One of these days I’ll have to drag everything out and take a photo of it all.
What was I talking about? Oh yes, the physical albums. Aren’t the sleeves for the Smiths’ records great? They just perfectly capture what it is that made the Smiths who they were—you’ve got high glamor, homoeroticism, iconography, idolatry, melancholia, film stars, nostalgia, wit, the working class, fading beauty and gender ambiguity. I love the mono/duo-tones, the very basic fonts and understated typography, and, especially considering the style popular album covers of the era veered toward, the somewhat “undesigned” look of the collection as a whole.
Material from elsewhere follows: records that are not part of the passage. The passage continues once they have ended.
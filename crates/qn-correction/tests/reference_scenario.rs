//! Reference scenario: two four-channel detectors at fixed azimuthal
//! positions with Gaussian channel multiplicities.
//!
//! Run: `cargo test -p qn-correction --release --test reference_scenario`

use qn_core::{Axis, Normalization, VariableSchema};
use qn_correction::steps::recentering::RECENTERING;
use qn_correction::{
    ChannelScheme, ConfigurationSpec, CorrectionCalculator, CorrectionConfig, CorrectionStep,
    Detector, DetectorKind, EventClassSet, Recentering,
};
use rand::rngs::StdRng;
use rand::{Rng, SeedableRng};
use rand_distr::{Distribution, Normal};

const N_EVENTS: usize = 1_000_000;
const CHANNEL_X: [f64; 4] = [1.75, -1.75, 1.75, -1.75];
const CHANNEL_Y: [f64; 4] = [-1.75, -1.75, 1.75, 1.75];

struct Layout {
    cent: usize,
    phi_a: usize,
    phi_b: usize,
    mult_a: usize,
    mult_b: usize,
}

fn schema() -> (VariableSchema, Layout) {
    let mut s = VariableSchema::new();
    let cent = s.add("Cent", 1).unwrap().id();
    let phi_a = s.add("PhiA", 4).unwrap().id();
    let phi_b = s.add("PhiB", 4).unwrap().id();
    let mult_a = s.add("MultA", 4).unwrap().id();
    let mult_b = s.add("MultB", 4).unwrap().id();
    (s, Layout { cent, phi_a, phi_b, mult_a, mult_b })
}

fn fill_event(values: &mut [f64], layout: &Layout, cent: f64, mult: impl Fn(usize, usize) -> f64) {
    values[layout.cent] = cent;
    for ch in 0..4 {
        let phi = CHANNEL_Y[ch].atan2(CHANNEL_X[ch]);
        values[layout.phi_a + ch] = phi;
        values[layout.phi_b + ch] = phi;
        values[layout.mult_a + ch] = mult(0, ch);
        values[layout.mult_b + ch] = mult(1, ch);
    }
}

fn build_calculator(schema: &VariableSchema) -> CorrectionCalculator {
    let mut classes = EventClassSet::new();
    classes
        .add(schema.get("Cent").unwrap(), Axis::uniform("Cent", 100, 0.0, 100.0).unwrap())
        .unwrap();
    let axes = classes.axes().to_vec();
    let mut calc = CorrectionCalculator::new(schema.clone(), classes);
    for (name, phi, mult) in [("AA", "PhiA", "MultA"), ("BB", "PhiB", "MultB")] {
        let mut d = Detector::new(
            name,
            DetectorKind::Channelized,
            schema.get(phi).unwrap(),
            Some(schema.get(mult).unwrap()),
            Vec::new(),
        )
        .unwrap();
        let spec = ConfigurationSpec {
            event_axes: &axes,
            harmonics: &[1],
            normalization: Normalization::M,
            scheme: Some(ChannelScheme::new(vec![true; 4], Some(vec![0; 4]), None).unwrap()),
            cuts: Default::default(),
        };
        d.configure(spec, |owner| {
            let step = Recentering::new(owner, &axes, &[1], 10, false)?;
            Ok(vec![Box::new(step) as Box<dyn CorrectionStep>])
        })
        .unwrap();
        calc.add_detector(d).unwrap();
    }
    calc
}

#[test]
fn test_recentering_drives_first_bin_mean_to_zero() {
    let (schema, layout) = schema();
    let mut calc = build_calculator(&schema);
    let mut rng = StdRng::seed_from_u64(42);
    let gauss = Normal::new(0.0, 20.0).unwrap();
    let mut values = schema.new_values();

    let mut corrected = 0usize;
    for _ in 0..N_EVENTS {
        let mults: [[f64; 4]; 2] = std::array::from_fn(|_| std::array::from_fn(|_| gauss.sample(&mut rng)));
        fill_event(&mut values, &layout, rng.random_range(0.0..100.0), |d, ch| mults[d][ch]);

        let ready = calc.configuration("AA").unwrap().core().qn_steps()[0].is_calibrated(0);
        calc.process_event(&values).unwrap();
        if ready && calc.class_bin() == Some(0) {
            let q = calc.configuration("AA").unwrap().core().qn_vector(RECENTERING);
            assert!(q.x(1).is_finite() && q.y(1).is_finite());
            corrected += 1;
        }
    }
    assert!(corrected > 1000);
    let report = calc.finalize();
    assert_eq!(report.get("AA", RECENTERING).unwrap().coverage, 1.0);

    let store = calc.export_calibration();
    let profile = store.get("AA", RECENTERING, "mean_qn").unwrap();
    for component in 0..2 {
        let s = profile.get(0, component);
        assert!(s.entries() > 1000, "too few entries in bin 0: {}", s.entries());
        assert!(s.mean().is_finite() && s.error().is_finite());
        assert!(s.mean().abs() <= 5.0 * s.error(), "component {component}: {} ± {}", s.mean(), s.error());
    }
}

#[test]
fn test_multiplicity_outlier_keeps_calibration_finite() {
    let (schema, layout) = schema();
    let config = CorrectionConfig::from_json_str(
        r#"{
            "event_classes": [{"variable":"Cent","axis":{"name":"Cent","n_bins":100,"low":0,"high":100}}],
            "detectors": [
                {"name":"AA","kind":"channelized","phi":"PhiA","weight":"MultA","harmonics":[1],
                 "normalization":"m","channels":{"used":[true,true,true,true],"groups":[0,0,0,0]},
                 "steps":[{"type":"recentering"}]},
                {"name":"BB","kind":"channelized","phi":"PhiB","weight":"MultB","harmonics":[1],
                 "normalization":"m","channels":{"used":[true,true,true,true],"groups":[0,0,0,0]},
                 "steps":[{"type":"recentering"}]}
            ]
        }"#,
    )
    .unwrap();
    let mut calc = CorrectionCalculator::from_config(&schema, &config).unwrap();
    let mut rng = StdRng::seed_from_u64(7);
    let gauss = Normal::new(0.0, 20.0).unwrap();
    let mut values = schema.new_values();
    for _ in 0..N_EVENTS {
        let mults: [[f64; 4]; 2] = std::array::from_fn(|_| std::array::from_fn(|_| gauss.sample(&mut rng)));
        fill_event(&mut values, &layout, rng.random_range(0.0..100.0), |d, ch| mults[d][ch]);
        calc.process_event(&values).unwrap();
    }

    fill_event(&mut values, &layout, 13.1, |_, _| 1.0);
    values[layout.mult_a] = 100_000_000.0;
    assert!(calc.process_event(&values).unwrap());
    for stage in ["raw", "plain", RECENTERING] {
        for q in calc.qn_container("AA", stage).unwrap().iter() {
            assert!(q.x(1).is_finite() && q.y(1).is_finite());
        }
    }

    let report = calc.finalize();
    assert_eq!(report.events, N_EVENTS as u64 + 1);
    assert!(report.is_complete());

    let store = calc.export_calibration();
    assert!(!store.is_empty());
    for key in store.keys() {
        let mut parts = key.splitn(3, '/');
        let (c, s, p) = (parts.next().unwrap(), parts.next().unwrap(), parts.next().unwrap());
        for stat in store.get(c, s, p).unwrap().container().iter() {
            assert!(stat.mean().is_finite(), "{key}: non-finite mean");
            assert!(stat.sum2().is_finite(), "{key}: non-finite sum2");
            assert!(stat.error().is_finite(), "{key}: non-finite error");
        }
    }
}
Because the Smiths put out so much recorded material in such a short period of time (the selection above represents less than six years’ worth of recordings—incredible, right?), they were really able to establish a consistent visual aesthetic that’s instantly identifiable as their own…without ever appearing on the front of one of their own recordings. Not even once! In contrast, Morrissey appears on the covers of nearly all of his solo releases, something I’m sure was very deliberate and quite well-planned.
(Who’s the icon now, suckers?)
All of the Smiths’ sleeves were, of course, conceived of and created by Morrissey, with art direction on nearly all by his personal assistant, Jo Slee, and layout design by Caryn Gough (there are a few exceptions—“Sheila Take a Bow”, for example, is credited to Andy Warhol). The partnership of Jo Slee and Morrissey lasted into the early ’90s, extending into the first phase of his solo career.
Slee, by the way, released a book in 1994 called Peepholism in which she delves deeply and exhaustively into the process of creating these covers with Morrissey. It’s hard to find and quite expensive as it’s long been out of print, but if you happen to find a copy, buy it. Even if you have to sell everything you own (Squander your cash! Be rash!). It’s that good.